= Settipalli Raghurami Reddy =

Indian politician

Settipalli Raghurami Reddy (born 1947) is an Indian politician from Andhra Pradesh. He is an MLA of YSR Congress Party from Mydukur Assembly constituency in Kadapa district. He won the 2019 Andhra Pradesh Legislative Assembly election.

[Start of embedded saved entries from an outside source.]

mod common;

use gambit::{Board, Color};
use serde::Deserialize;
use serde_with::{formats::SpaceSeparator, serde_as, StringWithSeparator};

#[serde_as]
#[derive(Deserialize)]
struct Record {
    #[serde_as(as = "StringWithSeparator<SpaceSeparator, String>")]
    moves: Vec<String>,
    check: bool,
    draw: bool,
    checkmate: bool,
    white: u32,
    black: u32,
}

#[test]
fn test_games() {
    let mut reader = csv::Reader::from_path("tests/games.csv").expect("reader");

    for (i, record) in reader.deserialize().enumerate() {
        let record: Record = record.expect("record");

        let mut board = Board::new();
        for uci in &record.moves {
            let m = common::find(&mut board, uci)
                .unwrap_or_else(|| panic!("line {}: {} is not valid", i + 1, uci));
            board.play(m).expect("valid move plays");
        }

        let status = board.status();
        assert_eq!(status.is_check(), record.check, "line {}", i + 1);
        assert_eq!(status.is_draw(), record.draw, "line {}", i + 1);
        assert_eq!(status.is_checkmate(), record.checkmate, "line {}", i + 1);
        assert_eq!(board.score(Color::White), record.white, "line {}", i + 1);
        assert_eq!(board.score(Color::Black), record.black, "line {}", i + 1);

        assert!(!(status.is_draw() && status.is_checkmate()));

        for _ in &record.moves {
            board.undo_move().expect("undo");
        }
        assert_eq!(board, Board::new(), "line {}", i + 1);
    }
}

== Early life and education ==
Reddy was born in A. Nakkaladinne Village, Kadapa. His father S. C. Nagi Reddy was a farmer. He completed SSC Standard from S. K. P. V. V. High School, Vijayawada in 1961. He is a businessman. He married Prabhavathamma.

== Career ==
Reddy started his political career with the Telugu Desam Party. He served as chairman of AMC Proddutur from 1975 to 1978. He was also the Samithi President of TDP from 1981 to 1985. He was elected as an MLA for the first time in 1985 from Mydukur Assembly constituency on TDP ticket as he beat Duggireddy Lakshmi Reddi of Indian National Congress. However, he lost to Reddi in the next election to D. L. Ravindra Reddy in 1989 and to Duggireddy in 1994, both of whom won on Congress ticket. He won for the second time on TDP ticket from Mydukur in 1999 defeating Ravinder Reddy D. L. of Indian National Congress. Later, he joined YSR Congress Party and became an MLA for the third time winning the 2014 Andhra Padesh Legislative Assembly election. defeating Putta Sudhakar Yadav of Telugu Desam party by a margin of 11,522 votes. He made it fourth time in the assembly, winning the 2019 Andhra Pradesh Legislative Assembly election defeating Telugu Desam Party's Putta Sudhakar Yadav again by a margin of 29,344 votes.